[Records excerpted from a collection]
- Opening Delimiter -
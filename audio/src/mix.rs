//! Saturating stereo accumulation and the per-listener mix walk.

use mixer_core::{PeerId, FRAME_SAMPLES, FRAME_SAMPLES_STEREO};
use spatial::{plan_mix, DelayedChannel, MixPlan, ZonePair};

use crate::registry::{PositionalStream, Registry, StreamRole};

/// One listener's stereo scratch frame for one tick. All accumulation
/// saturates at the i16 rails.
#[derive(Debug)]
pub struct MixFrame {
    samples: [i16; FRAME_SAMPLES_STEREO],
}

impl Default for MixFrame {
    fn default() -> Self {
        Self::new()
    }
}

impl MixFrame {
    pub fn new() -> Self {
        Self {
            samples: [0; FRAME_SAMPLES_STEREO],
        }
    }

    pub fn clear(&mut self) {
        self.samples.fill(0);
    }

    pub fn samples(&self) -> &[i16; FRAME_SAMPLES_STEREO] {
        &self.samples
    }

    fn add(&mut self, index: usize, value: i16) {
        self.samples[index] = self.samples[index].saturating_add(value);
    }
}

/// Scale a sample by a coefficient in [0, 1]; the float-to-int cast
/// saturates at the rails.
fn scale(sample: i16, coefficient: f32) -> i16 {
    (sample as f32 * coefficient) as i16
}

/// Fold one source stream into the frame according to its plan.
pub fn accumulate(frame: &mut MixFrame, stream: &PositionalStream, plan: &MixPlan) {
    let attenuation = plan.attenuation;

    if plan.skip_spatial {
        if stream.stereo() {
            for (i, sample) in stream.next_output().iter().enumerate() {
                frame.add(i, scale(sample, attenuation));
            }
        } else {
            // Mono without spatial cues lands identically in both ears.
            for (j, sample) in stream.next_output().iter().enumerate() {
                let scaled = scale(sample, attenuation);
                frame.add(2 * j, scaled);
                frame.add(2 * j + 1, scaled);
            }
        }
        return;
    }

    let delay = plan.delay_samples as usize;
    let delayed_offset = match plan.delayed_channel {
        DelayedChannel::Left => 0,
        DelayedChannel::Right => 1,
    };
    let good_offset = 1 - delayed_offset;
    let weak = attenuation * plan.weak_ratio;

    for (j, sample) in stream.next_output().iter().enumerate() {
        frame.add(2 * j + good_offset, scale(sample, attenuation));

        // The weak ear hears the same sample `delay` frames later;
        // whatever shifts past the end of the frame is discarded.
        let delayed_index = j + delay;
        if delayed_index < FRAME_SAMPLES {
            frame.add(2 * delayed_index + delayed_offset, scale(sample, weak));
        }
    }

    if delay > 0 {
        // The first `delay` frames of the weak ear come from the samples
        // just before this tick's frame, so the delayed channel starts
        // mid-stream instead of from silence.
        for (k, sample) in stream.tail(delay).iter().enumerate() {
            frame.add(2 * k + delayed_offset, scale(sample, weak));
        }
    }
}

/// Produce the mix one listener hears this tick. Walks every ready
/// stream in registry order, plans it against the listener's pose and
/// accumulates the survivors. Returns the number of foreign sources
/// mixed in (loopback of the listener's own stream is not counted).
pub fn mix_for_listener(
    registry: &Registry,
    listener: PeerId,
    min_audibility_threshold: f32,
    zones: Option<&ZonePair>,
    frame: &mut MixFrame,
) -> u32 {
    frame.clear();

    let Some(pose) = registry.listener_pose(listener) else {
        return 0;
    };

    let mut mixes = 0;
    for (peer, client) in registry.iter_clients() {
        for (role, stream) in client.streams() {
            if !stream.ready() || stream.trailing_loudness() <= 0.0 {
                continue;
            }
            let is_self = *peer == listener && role == StreamRole::Microphone;
            if is_self && !stream.loopback() {
                continue;
            }

            let plan = plan_mix(
                &stream.voice(),
                &pose,
                is_self,
                min_audibility_threshold,
                zones,
            );
            if plan.drop {
                continue;
            }
            if !is_self {
                mixes += 1;
            }
            accumulate(frame, stream, &plan);
        }
    }
    mixes
}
- Closing Delimiter -
What to produce:
Whenever a line above includes the string "impl", copy it.

Task output:
impl Default for MixFrame {
impl MixFrame {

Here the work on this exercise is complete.